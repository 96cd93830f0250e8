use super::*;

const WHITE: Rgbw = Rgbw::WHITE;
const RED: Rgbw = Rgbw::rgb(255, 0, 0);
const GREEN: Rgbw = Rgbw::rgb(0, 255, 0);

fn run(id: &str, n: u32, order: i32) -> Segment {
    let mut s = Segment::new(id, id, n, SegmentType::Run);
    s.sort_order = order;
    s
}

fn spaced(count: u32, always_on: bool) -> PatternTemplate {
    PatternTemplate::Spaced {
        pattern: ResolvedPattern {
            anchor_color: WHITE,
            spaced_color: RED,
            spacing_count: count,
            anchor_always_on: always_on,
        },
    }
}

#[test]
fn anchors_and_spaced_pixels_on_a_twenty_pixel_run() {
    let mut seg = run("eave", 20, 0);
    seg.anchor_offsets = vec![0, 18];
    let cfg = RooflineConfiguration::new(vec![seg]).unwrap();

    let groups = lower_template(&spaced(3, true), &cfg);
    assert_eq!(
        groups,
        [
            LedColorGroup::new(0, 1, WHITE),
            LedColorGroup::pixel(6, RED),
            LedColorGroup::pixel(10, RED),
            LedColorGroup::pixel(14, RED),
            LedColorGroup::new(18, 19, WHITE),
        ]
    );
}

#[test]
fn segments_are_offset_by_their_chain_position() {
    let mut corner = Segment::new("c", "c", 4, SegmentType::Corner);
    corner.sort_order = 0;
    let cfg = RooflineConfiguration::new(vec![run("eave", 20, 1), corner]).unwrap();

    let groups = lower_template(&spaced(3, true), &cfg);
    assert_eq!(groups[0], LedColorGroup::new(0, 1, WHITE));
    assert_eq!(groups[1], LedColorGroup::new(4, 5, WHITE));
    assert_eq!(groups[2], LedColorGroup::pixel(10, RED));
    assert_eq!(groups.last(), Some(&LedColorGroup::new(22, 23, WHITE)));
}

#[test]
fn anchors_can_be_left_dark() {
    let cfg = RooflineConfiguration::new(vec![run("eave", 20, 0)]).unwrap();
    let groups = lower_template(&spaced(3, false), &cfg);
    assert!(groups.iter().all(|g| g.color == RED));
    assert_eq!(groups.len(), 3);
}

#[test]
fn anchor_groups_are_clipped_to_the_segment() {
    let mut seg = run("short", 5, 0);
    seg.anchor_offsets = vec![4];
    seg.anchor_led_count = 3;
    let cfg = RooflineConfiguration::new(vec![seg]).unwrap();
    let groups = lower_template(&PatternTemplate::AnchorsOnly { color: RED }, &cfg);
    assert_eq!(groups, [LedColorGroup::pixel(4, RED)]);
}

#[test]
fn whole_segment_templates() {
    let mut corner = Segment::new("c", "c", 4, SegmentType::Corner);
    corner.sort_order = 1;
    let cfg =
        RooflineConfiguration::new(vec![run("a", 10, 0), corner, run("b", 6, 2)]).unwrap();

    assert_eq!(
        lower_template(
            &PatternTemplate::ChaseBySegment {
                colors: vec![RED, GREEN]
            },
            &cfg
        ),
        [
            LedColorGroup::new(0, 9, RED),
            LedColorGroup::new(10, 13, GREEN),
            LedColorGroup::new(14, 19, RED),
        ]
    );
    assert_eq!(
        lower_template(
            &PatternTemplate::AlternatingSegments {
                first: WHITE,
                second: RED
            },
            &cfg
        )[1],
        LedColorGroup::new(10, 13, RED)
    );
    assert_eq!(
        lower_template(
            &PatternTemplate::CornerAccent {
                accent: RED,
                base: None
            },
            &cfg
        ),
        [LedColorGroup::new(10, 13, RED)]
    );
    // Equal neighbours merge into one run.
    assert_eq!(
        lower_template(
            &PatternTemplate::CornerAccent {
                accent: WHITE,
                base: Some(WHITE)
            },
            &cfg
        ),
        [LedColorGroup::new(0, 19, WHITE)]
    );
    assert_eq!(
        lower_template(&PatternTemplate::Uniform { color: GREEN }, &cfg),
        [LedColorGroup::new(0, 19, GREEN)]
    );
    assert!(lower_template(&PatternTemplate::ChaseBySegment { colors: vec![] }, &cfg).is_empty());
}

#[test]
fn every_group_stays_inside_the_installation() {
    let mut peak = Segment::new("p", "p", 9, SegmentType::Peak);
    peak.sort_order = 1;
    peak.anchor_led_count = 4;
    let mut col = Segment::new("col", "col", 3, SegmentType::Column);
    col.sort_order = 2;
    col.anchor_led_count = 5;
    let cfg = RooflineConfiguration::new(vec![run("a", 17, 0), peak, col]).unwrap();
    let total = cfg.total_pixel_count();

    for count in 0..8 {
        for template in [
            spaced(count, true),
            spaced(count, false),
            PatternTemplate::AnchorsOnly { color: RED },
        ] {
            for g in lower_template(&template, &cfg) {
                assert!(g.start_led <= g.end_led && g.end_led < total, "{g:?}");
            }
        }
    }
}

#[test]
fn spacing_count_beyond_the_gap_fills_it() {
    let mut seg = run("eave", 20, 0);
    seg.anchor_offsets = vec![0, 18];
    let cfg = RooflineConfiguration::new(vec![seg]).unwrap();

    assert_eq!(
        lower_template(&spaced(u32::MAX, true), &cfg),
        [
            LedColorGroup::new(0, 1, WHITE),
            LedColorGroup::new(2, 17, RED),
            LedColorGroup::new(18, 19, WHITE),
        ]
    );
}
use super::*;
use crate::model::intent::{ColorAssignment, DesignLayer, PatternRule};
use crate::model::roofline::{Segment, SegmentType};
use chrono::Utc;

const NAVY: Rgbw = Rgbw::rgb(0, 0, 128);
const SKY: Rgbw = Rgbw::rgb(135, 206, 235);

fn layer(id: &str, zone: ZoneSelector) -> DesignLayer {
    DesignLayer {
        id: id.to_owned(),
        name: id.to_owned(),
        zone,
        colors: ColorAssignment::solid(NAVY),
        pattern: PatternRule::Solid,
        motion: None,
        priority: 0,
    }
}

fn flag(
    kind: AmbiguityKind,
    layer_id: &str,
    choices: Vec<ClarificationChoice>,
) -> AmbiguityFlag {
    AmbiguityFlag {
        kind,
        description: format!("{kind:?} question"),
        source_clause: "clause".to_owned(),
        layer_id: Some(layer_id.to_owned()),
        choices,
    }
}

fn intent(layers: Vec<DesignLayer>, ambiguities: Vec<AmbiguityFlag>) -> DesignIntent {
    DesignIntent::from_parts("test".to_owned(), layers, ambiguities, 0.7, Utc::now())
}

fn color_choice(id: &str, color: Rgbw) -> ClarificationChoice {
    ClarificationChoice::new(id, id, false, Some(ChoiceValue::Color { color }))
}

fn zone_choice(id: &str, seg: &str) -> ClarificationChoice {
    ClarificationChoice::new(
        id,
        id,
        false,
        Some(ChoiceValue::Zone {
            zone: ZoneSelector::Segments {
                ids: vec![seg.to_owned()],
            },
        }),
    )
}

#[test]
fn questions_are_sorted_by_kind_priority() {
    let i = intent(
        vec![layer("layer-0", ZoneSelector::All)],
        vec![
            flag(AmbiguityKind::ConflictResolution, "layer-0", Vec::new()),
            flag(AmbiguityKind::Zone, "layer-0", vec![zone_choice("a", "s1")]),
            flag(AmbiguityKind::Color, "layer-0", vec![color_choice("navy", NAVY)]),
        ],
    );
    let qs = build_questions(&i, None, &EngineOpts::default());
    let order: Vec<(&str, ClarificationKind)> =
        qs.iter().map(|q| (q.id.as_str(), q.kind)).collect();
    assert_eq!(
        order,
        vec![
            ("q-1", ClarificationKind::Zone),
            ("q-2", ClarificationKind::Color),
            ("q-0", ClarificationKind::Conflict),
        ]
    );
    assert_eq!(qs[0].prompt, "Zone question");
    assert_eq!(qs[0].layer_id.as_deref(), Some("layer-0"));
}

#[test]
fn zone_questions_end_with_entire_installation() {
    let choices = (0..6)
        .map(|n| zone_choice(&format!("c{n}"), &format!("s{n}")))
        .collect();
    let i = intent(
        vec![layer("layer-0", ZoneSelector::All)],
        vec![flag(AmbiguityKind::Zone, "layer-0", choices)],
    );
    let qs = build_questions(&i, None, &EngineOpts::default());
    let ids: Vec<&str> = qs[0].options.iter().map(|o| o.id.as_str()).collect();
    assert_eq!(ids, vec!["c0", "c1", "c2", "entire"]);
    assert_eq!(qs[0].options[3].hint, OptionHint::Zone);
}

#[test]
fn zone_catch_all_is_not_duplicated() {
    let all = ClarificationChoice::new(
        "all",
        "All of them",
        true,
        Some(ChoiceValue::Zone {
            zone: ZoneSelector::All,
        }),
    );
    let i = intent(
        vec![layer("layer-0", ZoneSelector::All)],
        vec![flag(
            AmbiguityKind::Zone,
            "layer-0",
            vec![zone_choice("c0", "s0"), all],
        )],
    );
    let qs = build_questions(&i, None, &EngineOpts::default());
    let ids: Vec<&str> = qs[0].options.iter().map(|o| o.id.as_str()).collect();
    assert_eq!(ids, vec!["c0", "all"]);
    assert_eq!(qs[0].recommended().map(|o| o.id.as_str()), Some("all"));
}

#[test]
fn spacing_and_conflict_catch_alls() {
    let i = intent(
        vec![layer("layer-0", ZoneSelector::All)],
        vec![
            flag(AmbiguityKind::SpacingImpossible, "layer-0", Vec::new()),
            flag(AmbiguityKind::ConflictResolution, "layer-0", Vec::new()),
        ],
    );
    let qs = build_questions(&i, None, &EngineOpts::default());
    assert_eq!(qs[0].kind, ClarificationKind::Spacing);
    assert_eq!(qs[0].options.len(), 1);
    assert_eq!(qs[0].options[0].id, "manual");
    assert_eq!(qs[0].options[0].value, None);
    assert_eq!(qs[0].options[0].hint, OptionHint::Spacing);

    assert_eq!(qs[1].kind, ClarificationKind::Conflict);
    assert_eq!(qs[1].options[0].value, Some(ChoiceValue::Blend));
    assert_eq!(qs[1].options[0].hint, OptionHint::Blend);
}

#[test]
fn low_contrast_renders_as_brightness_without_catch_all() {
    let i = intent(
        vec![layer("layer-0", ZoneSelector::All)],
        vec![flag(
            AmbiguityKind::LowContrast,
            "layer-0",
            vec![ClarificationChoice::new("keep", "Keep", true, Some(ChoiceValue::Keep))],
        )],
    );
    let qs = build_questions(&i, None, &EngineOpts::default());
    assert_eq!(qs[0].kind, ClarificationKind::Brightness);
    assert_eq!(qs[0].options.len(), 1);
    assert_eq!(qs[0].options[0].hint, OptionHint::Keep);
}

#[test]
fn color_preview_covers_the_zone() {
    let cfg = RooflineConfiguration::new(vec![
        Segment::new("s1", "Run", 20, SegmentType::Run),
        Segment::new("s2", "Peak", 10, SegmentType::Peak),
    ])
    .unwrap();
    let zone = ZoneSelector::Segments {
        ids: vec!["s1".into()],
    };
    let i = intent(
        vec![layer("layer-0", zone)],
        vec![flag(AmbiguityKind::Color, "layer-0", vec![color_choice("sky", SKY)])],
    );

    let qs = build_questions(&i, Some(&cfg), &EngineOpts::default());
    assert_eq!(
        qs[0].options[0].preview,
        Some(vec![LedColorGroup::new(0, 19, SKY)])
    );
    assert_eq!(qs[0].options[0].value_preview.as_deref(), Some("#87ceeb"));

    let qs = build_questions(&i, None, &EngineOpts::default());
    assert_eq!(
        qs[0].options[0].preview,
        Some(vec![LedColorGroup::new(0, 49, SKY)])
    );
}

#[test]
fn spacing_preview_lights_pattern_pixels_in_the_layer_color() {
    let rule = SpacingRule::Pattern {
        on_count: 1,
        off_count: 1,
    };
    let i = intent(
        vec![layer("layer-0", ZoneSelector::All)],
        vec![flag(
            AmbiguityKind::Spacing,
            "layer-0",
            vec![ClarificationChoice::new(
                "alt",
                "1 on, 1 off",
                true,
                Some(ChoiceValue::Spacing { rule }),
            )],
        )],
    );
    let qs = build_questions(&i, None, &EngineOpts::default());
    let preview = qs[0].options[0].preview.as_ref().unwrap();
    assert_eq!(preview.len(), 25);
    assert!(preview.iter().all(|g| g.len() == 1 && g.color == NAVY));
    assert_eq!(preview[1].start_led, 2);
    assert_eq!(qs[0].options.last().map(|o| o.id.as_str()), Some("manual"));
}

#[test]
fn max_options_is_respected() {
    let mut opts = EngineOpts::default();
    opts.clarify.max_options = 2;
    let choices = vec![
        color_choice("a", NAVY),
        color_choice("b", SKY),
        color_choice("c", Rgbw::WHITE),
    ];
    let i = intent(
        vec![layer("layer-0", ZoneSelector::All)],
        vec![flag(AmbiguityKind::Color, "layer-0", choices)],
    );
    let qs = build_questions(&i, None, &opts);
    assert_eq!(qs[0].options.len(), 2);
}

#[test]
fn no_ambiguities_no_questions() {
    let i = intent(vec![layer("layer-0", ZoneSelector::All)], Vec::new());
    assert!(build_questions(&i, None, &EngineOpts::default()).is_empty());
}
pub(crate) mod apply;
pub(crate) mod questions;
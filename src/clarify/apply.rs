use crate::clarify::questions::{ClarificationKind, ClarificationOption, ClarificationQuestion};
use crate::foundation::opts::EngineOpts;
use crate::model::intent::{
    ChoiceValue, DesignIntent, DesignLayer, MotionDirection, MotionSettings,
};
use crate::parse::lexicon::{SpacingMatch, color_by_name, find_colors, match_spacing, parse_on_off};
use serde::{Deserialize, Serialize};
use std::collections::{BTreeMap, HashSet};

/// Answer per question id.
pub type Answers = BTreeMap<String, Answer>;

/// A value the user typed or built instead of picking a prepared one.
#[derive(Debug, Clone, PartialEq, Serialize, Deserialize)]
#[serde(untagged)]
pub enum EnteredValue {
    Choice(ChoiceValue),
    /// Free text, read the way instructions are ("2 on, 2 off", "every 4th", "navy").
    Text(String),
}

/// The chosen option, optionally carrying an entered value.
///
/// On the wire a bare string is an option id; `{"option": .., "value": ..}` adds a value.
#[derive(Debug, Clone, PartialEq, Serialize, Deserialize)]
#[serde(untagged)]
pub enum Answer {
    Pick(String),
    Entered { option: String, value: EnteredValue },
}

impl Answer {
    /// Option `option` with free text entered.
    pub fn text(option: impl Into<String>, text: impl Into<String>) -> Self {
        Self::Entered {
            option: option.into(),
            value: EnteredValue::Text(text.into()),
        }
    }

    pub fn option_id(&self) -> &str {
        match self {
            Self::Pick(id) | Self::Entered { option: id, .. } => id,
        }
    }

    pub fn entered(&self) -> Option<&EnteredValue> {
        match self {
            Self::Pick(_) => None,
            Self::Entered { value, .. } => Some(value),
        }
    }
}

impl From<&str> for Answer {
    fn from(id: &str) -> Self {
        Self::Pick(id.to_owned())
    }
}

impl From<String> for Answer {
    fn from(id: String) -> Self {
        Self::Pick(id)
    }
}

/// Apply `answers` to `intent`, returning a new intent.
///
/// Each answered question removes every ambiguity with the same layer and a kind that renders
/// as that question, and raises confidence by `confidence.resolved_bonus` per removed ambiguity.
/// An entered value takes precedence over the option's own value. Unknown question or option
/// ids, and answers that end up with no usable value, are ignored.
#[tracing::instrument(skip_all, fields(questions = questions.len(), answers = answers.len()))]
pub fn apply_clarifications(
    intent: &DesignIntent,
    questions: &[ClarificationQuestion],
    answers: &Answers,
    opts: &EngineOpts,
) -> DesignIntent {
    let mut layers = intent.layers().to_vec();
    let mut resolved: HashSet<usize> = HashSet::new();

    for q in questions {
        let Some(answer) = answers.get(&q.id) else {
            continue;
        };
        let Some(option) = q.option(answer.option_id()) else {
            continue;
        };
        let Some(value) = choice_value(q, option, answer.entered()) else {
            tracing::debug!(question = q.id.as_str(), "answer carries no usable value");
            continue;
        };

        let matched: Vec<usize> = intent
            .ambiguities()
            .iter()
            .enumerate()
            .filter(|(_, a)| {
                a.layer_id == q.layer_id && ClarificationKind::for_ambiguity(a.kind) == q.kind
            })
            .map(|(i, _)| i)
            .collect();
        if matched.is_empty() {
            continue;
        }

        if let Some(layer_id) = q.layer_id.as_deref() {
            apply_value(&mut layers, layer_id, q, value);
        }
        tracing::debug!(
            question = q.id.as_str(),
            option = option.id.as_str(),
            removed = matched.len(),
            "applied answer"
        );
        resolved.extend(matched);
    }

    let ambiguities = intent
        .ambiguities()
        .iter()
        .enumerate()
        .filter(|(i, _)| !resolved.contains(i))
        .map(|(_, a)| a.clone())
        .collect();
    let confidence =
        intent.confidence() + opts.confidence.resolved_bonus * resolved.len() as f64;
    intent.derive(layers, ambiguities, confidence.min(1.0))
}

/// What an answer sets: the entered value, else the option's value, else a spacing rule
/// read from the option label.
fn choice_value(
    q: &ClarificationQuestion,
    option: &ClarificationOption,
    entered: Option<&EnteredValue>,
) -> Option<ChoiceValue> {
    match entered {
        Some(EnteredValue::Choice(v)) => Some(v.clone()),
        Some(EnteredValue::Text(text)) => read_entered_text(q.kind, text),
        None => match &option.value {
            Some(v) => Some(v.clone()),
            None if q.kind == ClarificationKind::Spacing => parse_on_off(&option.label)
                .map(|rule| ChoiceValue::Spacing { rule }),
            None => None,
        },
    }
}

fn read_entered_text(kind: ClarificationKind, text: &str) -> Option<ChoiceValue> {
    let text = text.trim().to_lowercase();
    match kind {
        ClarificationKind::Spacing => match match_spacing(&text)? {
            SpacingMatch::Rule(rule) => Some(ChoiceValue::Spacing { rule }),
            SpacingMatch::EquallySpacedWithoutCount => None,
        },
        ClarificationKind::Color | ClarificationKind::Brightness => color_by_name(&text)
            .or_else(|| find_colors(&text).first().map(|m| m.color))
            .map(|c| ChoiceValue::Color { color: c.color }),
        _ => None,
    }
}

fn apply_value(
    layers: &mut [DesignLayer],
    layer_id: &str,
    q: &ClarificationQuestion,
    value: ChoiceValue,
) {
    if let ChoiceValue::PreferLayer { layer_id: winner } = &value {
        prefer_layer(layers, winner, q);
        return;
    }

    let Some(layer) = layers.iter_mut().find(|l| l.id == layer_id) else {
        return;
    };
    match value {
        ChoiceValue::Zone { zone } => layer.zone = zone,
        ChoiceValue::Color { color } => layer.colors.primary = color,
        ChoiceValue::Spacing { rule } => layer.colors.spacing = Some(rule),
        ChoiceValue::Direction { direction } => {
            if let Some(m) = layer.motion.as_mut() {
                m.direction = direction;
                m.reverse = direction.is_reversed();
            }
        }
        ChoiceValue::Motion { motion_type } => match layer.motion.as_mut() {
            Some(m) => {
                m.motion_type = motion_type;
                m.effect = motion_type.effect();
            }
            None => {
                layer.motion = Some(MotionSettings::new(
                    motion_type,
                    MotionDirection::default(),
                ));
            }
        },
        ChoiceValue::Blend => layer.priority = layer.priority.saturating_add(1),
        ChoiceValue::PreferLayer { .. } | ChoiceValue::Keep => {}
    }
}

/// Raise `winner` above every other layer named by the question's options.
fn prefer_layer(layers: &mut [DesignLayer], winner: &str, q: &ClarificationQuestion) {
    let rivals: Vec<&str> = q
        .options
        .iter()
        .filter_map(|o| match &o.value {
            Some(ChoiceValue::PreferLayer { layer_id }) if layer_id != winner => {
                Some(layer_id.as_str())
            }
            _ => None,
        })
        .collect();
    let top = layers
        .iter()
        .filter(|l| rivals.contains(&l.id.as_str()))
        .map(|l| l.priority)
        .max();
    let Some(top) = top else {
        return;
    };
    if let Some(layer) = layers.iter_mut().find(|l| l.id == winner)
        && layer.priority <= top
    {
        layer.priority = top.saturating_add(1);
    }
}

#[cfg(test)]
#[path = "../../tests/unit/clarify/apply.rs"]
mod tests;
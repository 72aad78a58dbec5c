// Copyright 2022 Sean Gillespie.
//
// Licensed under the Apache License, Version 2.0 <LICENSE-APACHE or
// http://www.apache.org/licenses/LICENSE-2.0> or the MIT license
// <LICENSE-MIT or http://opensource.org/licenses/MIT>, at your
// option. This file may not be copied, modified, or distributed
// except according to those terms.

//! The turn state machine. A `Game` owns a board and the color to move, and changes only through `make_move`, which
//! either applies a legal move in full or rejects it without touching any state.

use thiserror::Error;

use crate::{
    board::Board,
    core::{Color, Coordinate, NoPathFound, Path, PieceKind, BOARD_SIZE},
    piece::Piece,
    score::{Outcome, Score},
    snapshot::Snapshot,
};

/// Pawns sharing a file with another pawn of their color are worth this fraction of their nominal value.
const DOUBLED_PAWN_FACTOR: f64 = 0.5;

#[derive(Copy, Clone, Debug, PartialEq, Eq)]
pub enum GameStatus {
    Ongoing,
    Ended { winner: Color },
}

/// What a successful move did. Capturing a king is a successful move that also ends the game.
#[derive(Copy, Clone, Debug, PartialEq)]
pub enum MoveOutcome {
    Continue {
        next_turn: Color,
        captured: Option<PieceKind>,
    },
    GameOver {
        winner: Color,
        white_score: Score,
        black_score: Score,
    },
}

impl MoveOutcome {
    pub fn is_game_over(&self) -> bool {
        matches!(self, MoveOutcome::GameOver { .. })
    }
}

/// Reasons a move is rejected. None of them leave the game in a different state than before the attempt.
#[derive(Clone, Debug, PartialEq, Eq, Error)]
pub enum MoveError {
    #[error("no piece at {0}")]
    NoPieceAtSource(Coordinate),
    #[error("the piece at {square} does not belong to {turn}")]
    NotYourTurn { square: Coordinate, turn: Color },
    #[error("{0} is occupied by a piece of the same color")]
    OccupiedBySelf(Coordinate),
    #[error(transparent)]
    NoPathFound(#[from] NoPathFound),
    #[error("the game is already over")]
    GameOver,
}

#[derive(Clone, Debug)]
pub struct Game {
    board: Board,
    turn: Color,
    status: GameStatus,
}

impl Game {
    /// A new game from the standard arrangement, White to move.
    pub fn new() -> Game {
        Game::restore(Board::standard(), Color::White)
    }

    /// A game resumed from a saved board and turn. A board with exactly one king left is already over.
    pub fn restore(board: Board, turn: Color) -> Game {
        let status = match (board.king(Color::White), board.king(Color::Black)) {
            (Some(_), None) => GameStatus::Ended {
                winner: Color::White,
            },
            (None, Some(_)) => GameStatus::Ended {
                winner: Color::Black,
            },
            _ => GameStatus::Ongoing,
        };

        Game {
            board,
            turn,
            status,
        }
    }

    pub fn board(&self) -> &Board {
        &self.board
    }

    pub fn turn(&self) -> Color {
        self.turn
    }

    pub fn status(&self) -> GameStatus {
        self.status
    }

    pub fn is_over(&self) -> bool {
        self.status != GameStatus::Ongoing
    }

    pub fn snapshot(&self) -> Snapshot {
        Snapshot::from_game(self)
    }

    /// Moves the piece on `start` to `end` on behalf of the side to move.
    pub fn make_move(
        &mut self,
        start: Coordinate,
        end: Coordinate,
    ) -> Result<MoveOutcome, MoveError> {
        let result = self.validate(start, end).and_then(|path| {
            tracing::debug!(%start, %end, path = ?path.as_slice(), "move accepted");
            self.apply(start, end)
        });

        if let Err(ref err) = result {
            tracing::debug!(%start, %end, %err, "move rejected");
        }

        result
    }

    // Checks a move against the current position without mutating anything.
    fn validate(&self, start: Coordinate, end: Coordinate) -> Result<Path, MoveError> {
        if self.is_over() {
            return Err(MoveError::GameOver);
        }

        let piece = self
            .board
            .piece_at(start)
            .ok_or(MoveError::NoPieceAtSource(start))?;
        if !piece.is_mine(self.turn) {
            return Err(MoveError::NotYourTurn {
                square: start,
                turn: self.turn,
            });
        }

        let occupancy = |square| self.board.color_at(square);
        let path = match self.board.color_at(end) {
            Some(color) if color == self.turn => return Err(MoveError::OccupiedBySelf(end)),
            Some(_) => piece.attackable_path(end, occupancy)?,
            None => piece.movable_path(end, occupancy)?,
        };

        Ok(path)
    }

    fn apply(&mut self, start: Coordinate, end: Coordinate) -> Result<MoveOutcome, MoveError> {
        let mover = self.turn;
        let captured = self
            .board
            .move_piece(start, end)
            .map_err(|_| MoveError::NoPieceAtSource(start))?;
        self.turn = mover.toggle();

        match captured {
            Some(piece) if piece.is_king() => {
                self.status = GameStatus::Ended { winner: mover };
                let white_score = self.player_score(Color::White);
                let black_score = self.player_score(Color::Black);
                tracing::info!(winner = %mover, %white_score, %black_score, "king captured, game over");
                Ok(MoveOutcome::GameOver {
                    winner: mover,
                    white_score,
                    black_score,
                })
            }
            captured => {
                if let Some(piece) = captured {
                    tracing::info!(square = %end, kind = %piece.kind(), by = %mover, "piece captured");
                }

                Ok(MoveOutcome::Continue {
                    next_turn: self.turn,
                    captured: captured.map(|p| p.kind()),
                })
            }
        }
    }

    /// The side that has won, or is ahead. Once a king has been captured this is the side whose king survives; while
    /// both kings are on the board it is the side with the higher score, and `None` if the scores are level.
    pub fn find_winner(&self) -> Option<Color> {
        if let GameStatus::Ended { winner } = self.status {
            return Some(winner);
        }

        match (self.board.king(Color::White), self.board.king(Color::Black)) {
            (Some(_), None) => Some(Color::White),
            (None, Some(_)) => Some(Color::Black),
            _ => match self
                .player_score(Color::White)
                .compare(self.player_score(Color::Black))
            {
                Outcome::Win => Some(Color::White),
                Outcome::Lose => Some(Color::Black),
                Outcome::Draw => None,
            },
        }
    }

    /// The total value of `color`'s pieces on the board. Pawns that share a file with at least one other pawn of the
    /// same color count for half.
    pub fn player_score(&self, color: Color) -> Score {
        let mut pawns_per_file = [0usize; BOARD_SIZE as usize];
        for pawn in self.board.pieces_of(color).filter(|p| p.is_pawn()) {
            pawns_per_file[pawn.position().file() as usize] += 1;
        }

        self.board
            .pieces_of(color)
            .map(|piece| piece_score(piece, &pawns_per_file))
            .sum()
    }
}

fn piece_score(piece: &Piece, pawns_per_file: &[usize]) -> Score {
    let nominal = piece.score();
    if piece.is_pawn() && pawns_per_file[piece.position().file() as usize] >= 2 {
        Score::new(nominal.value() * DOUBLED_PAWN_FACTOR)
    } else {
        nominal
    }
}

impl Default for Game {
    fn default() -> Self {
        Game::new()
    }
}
+---+
* **Task statement**
Please copy out every line in the listing that has the string "http".

* **Answer**
// http://www.apache.org/licenses/LICENSE-2.0> or the MIT license
// <LICENSE-MIT or http://opensource.org/licenses/MIT>, at your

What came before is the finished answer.